Monday, 10 August 2020

Financial Theory

Finance theory is studied and developed within the disciplines of management, (financial) economics, accountancy and applied mathematics..... 

Abstractly, finance is concerned with the investment and deployment of assets and liabilities over "space and time": i.e. it is about performing valuation and asset allocation today, based on risk and uncertainty of future outcomes, incorporating the time value of money (determining the present value of these future values, "discounting", requires a risk-appropriate discount rate). Since the debate to whether finance is an art or a science is still open,there have been recent efforts to organize a list of unsolved problems in finance.
 

Financial Economics


Financial economics is the branch of economics studying the interrelation of financial variables, such as prices, interest rates and shares, as opposed to goods and services. Financial economics concentrates on influences of real economic variables on financial ones, in contrast to pure finance. It centres on pricing and managing risk management in the financial markets, and thus produces many of the and financial models commonly employed.

The discipline essentially explores how rational investors would apply risk and return to the problem of investment. The twin assumptions of rationality and market efficiency lead to modern portfolio theory (the CAPM), and to the Black–Scholes theory for option valuation; it further studies phenomena and models where these assumptions do not hold, or are extended.
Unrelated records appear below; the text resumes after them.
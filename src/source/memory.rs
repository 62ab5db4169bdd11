use super::{DocumentSource, DocumentStat};
use crate::error::{Result, WeftError};
use std::collections::BTreeMap;
use std::sync::atomic::{AtomicI64, Ordering};
use std::sync::RwLock;

struct MemoryDocument {
    text: String,
    mtime: i64,
}

/// Documents held in memory. Every write bumps a logical clock that stands
/// in for the modification time.
#[derive(Default)]
pub struct InMemorySource {
    documents: RwLock<BTreeMap<String, MemoryDocument>>,
    clock: AtomicI64,
}

impl InMemorySource {
    pub fn new() -> Self {
        Self::default()
    }

    /// Insert or replace a document
    pub fn insert(&self, path: &str, text: &str) {
        let mtime = self.clock.fetch_add(1, Ordering::SeqCst) + 1;
        let mut documents = self.documents.write().unwrap_or_else(|e| e.into_inner());
        documents.insert(
            path.to_string(),
            MemoryDocument {
                text: text.to_string(),
                mtime,
            },
        );
    }

    /// Replace a document's text without touching its stats, the way an
    /// editor that preserves mtime and size would
    pub fn overwrite_silently(&self, path: &str, text: &str) {
        let mut documents = self.documents.write().unwrap_or_else(|e| e.into_inner());
        if let Some(doc) = documents.get_mut(path) {
            doc.text = text.to_string();
        }
    }

    pub fn remove(&self, path: &str) -> bool {
        let mut documents = self.documents.write().unwrap_or_else(|e| e.into_inner());
        documents.remove(path).is_some()
    }

    pub fn rename(&self, from: &str, to: &str) -> bool {
        let mut documents = self.documents.write().unwrap_or_else(|e| e.into_inner());
        match documents.remove(from) {
            Some(doc) => {
                documents.insert(to.to_string(), doc);
                true
            }
            None => false,
        }
    }
}

impl DocumentSource for InMemorySource {
    fn list(&self) -> Result<Vec<String>> {
        let documents = self.documents.read().unwrap_or_else(|e| e.into_inner());
        Ok(documents.keys().cloned().collect())
    }

    fn read(&self, path: &str) -> Result<String> {
        let documents = self.documents.read().unwrap_or_else(|e| e.into_inner());
        documents
            .get(path)
            .map(|doc| doc.text.clone())
            .ok_or_else(|| WeftError::DocumentNotFound {
                path: path.to_string(),
            })
    }

    fn stat(&self, path: &str) -> Result<Option<DocumentStat>> {
        let documents = self.documents.read().unwrap_or_else(|e| e.into_inner());
        Ok(documents.get(path).map(|doc| DocumentStat {
            size: doc.text.len() as u64,
            mtime: doc.mtime,
        }))
    }
}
"Financial economics", also considers investment under "certainty" (Fisher separation theorem, "theory of investment value", Modigliani–Miller theorem) and hence also contributes to corporate finance theory. Financial econometrics is the branch of financial economics that uses econometric techniques to parameterize the relationships suggested.
 

 

Financial Mathematics


Financial mathematics is a field of applied mathematics, concerned with financial markets. The subject has a close relationship with the discipline of financial economics, which is concerned with much of the underlying theory that is involved in financial mathematics. Generally, mathematical finance will derive, and extend, the mathematical or numerical models suggested by financial economics.
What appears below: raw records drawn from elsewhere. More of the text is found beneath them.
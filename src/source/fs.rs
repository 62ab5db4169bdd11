use super::{DocumentSource, DocumentStat};
use crate::error::{Result, WeftError};
use std::path::{Path, PathBuf};
use std::time::UNIX_EPOCH;

/// Markdown notes under a directory
///
/// Hidden directories (`.git`, `.weft`, editor state) are skipped.
pub struct FsDocumentSource {
    root: PathBuf,
    extension: String,
}

impl FsDocumentSource {
    pub fn new(root: impl Into<PathBuf>) -> Result<Self> {
        let root = root.into();
        if !root.is_dir() {
            return Err(WeftError::Source(format!(
                "Corpus root is not a directory: {:?}",
                root
            )));
        }
        Ok(Self {
            root,
            extension: "md".to_string(),
        })
    }

    pub fn root(&self) -> &Path {
        &self.root
    }

    fn resolve(&self, path: &str) -> Result<PathBuf> {
        if path.split('/').any(|segment| segment == "..") {
            return Err(WeftError::Source(format!(
                "Path escapes the corpus root: {}",
                path
            )));
        }
        Ok(self.root.join(path))
    }

    fn walk(&self, dir: &Path, out: &mut Vec<String>) -> Result<()> {
        let entries = std::fs::read_dir(dir).map_err(|e| WeftError::Io {
            source: e,
            context: format!("Failed to read directory: {:?}", dir),
        })?;

        for entry in entries.flatten() {
            let path = entry.path();
            let hidden = entry.file_name().to_string_lossy().starts_with('.');
            if hidden {
                continue;
            }

            let file_type = match entry.file_type() {
                Ok(t) => t,
                Err(e) => {
                    tracing::debug!("Skipping {:?}: {}", path, e);
                    continue;
                }
            };

            if file_type.is_dir() {
                self.walk(&path, out)?;
            } else if file_type.is_file()
                && path.extension().and_then(|e| e.to_str()) == Some(self.extension.as_str())
            {
                if let Ok(relative) = path.strip_prefix(&self.root) {
                    let parts: Vec<String> = relative
                        .components()
                        .map(|c| c.as_os_str().to_string_lossy().into_owned())
                        .collect();
                    out.push(parts.join("/"));
                }
            }
        }
        Ok(())
    }
}

impl DocumentSource for FsDocumentSource {
    fn list(&self) -> Result<Vec<String>> {
        let mut paths = Vec::new();
        self.walk(&self.root, &mut paths)?;
        paths.sort();
        Ok(paths)
    }

    fn read(&self, path: &str) -> Result<String> {
        let full = self.resolve(path)?;
        match std::fs::read_to_string(&full) {
            Ok(text) => Ok(text),
            Err(e) if e.kind() == std::io::ErrorKind::NotFound => Err(WeftError::DocumentNotFound {
                path: path.to_string(),
            }),
            Err(e) => Err(WeftError::Io {
                source: e,
                context: format!("Failed to read document: {:?}", full),
            }),
        }
    }

    fn stat(&self, path: &str) -> Result<Option<DocumentStat>> {
        let full = self.resolve(path)?;
        let metadata = match std::fs::metadata(&full) {
            Ok(m) => m,
            Err(e) if e.kind() == std::io::ErrorKind::NotFound => return Ok(None),
            Err(e) => {
                return Err(WeftError::Io {
                    source: e,
                    context: format!("Failed to stat document: {:?}", full),
                })
            }
        };

        let mtime = metadata
            .modified()
            .ok()
            .and_then(|t| t.duration_since(UNIX_EPOCH).ok())
            .map(|d| d.as_millis() as i64)
            .unwrap_or(0);

        Ok(Some(DocumentStat {
            size: metadata.len(),
            mtime,
        }))
    }
}

#[cfg(test)]
mod tests {
    use super::*;
    use crate::graph::EdgeKind;
    use tempfile::TempDir;

    fn vault() -> TempDir {
        let temp = TempDir::new().unwrap();
        let root = temp.path();
        std::fs::create_dir_all(root.join("Topics")).unwrap();
        std::fs::create_dir_all(root.join(".weft")).unwrap();
        std::fs::write(root.join("a.md"), "Links to [[Topics/T]]").unwrap();
        std::fs::write(root.join("Topics/T.md"), "# Topic").unwrap();
        std::fs::write(root.join("notes.txt"), "not markdown").unwrap();
        std::fs::write(root.join(".weft/hidden.md"), "ignored").unwrap();
        temp
    }

    #[test]
    fn test_list_skips_hidden_and_foreign_files() {
        let temp = vault();
        let source = FsDocumentSource::new(temp.path()).unwrap();
        assert_eq!(source.list().unwrap(), vec!["Topics/T.md", "a.md"]);
    }

    #[test]
    fn test_read_stat_links() {
        let temp = vault();
        let source = FsDocumentSource::new(temp.path()).unwrap();

        assert_eq!(source.read("Topics/T.md").unwrap(), "# Topic");
        let stat = source.stat("a.md").unwrap().unwrap();
        assert_eq!(stat.size, "Links to [[Topics/T]]".len() as u64);
        assert!(source.stat("missing.md").unwrap().is_none());

        let links = source.links("a.md").unwrap();
        assert_eq!(links.len(), 1);
        assert_eq!(links[0].target, "Topics/T");
        assert_eq!(links[0].kind, EdgeKind::Body);
    }

    #[test]
    fn test_missing_document_and_escape() {
        let temp = vault();
        let source = FsDocumentSource::new(temp.path()).unwrap();
        assert!(matches!(
            source.read("gone.md"),
            Err(WeftError::DocumentNotFound { .. })
        ));
        assert!(source.read("../outside.md").is_err());
    }
}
The field is largely focused on the modelling of derivatives, although other important subfields include insurance mathematics and quantitative portfolio problems. See Outline of finance #Mathematical tools and Outline of finance #Derivatives pricing.

In terms of practice, mathematical finance also overlaps heavily with the field of computational finance (also known as financial engineering). Arguably, these are largely synonymous, although the latter focuses on application, while the former focuses on modeling and derivation. There is also a significant overlap with financial risk management.
 

 

Experimental Finance


Experimental finance aims to establish different market settings and environments to observe experimentally and provide a lens through which science can analyze agents' behavior and the resulting characteristics of trading flows, information diffusion, and aggregation, price setting mechanisms, and returns processes. Researchers in experimental finance can study to what extent existing financial economics theory makes valid predictions and therefore prove them, and attempt to discover new principles on which such theory can be extended and be applied to future financial decisions. Research may proceed by conducting trading simulations or by establishing and studying the behavior, and the way that these people act or react, of people in artificial competitive market-like settings.
 

 

Behavioral Finance
 



Behavioral finance studies how the psychology of investors or managers affects financial decisions and markets when making a decision that can impact either negatively or positively on one of their areas. Behavioral finance has grown over the last few decades to become central and very important to finance.

Behavioral finance includes such topics as:

  1.     Empirical studies that demonstrate significant deviations from classical theories.
  2.  Models of how psychology affects and impacts trading and prices
  3.   Forecasting based on these methods.
  4. Studies of experimental asset markets and the use of models to forecast experiments.


A strand of behavioral finance has been dubbed quantitative behavioral finance, which uses mathematical and statistical methodology to understand behavioral biases in conjunction with valuation.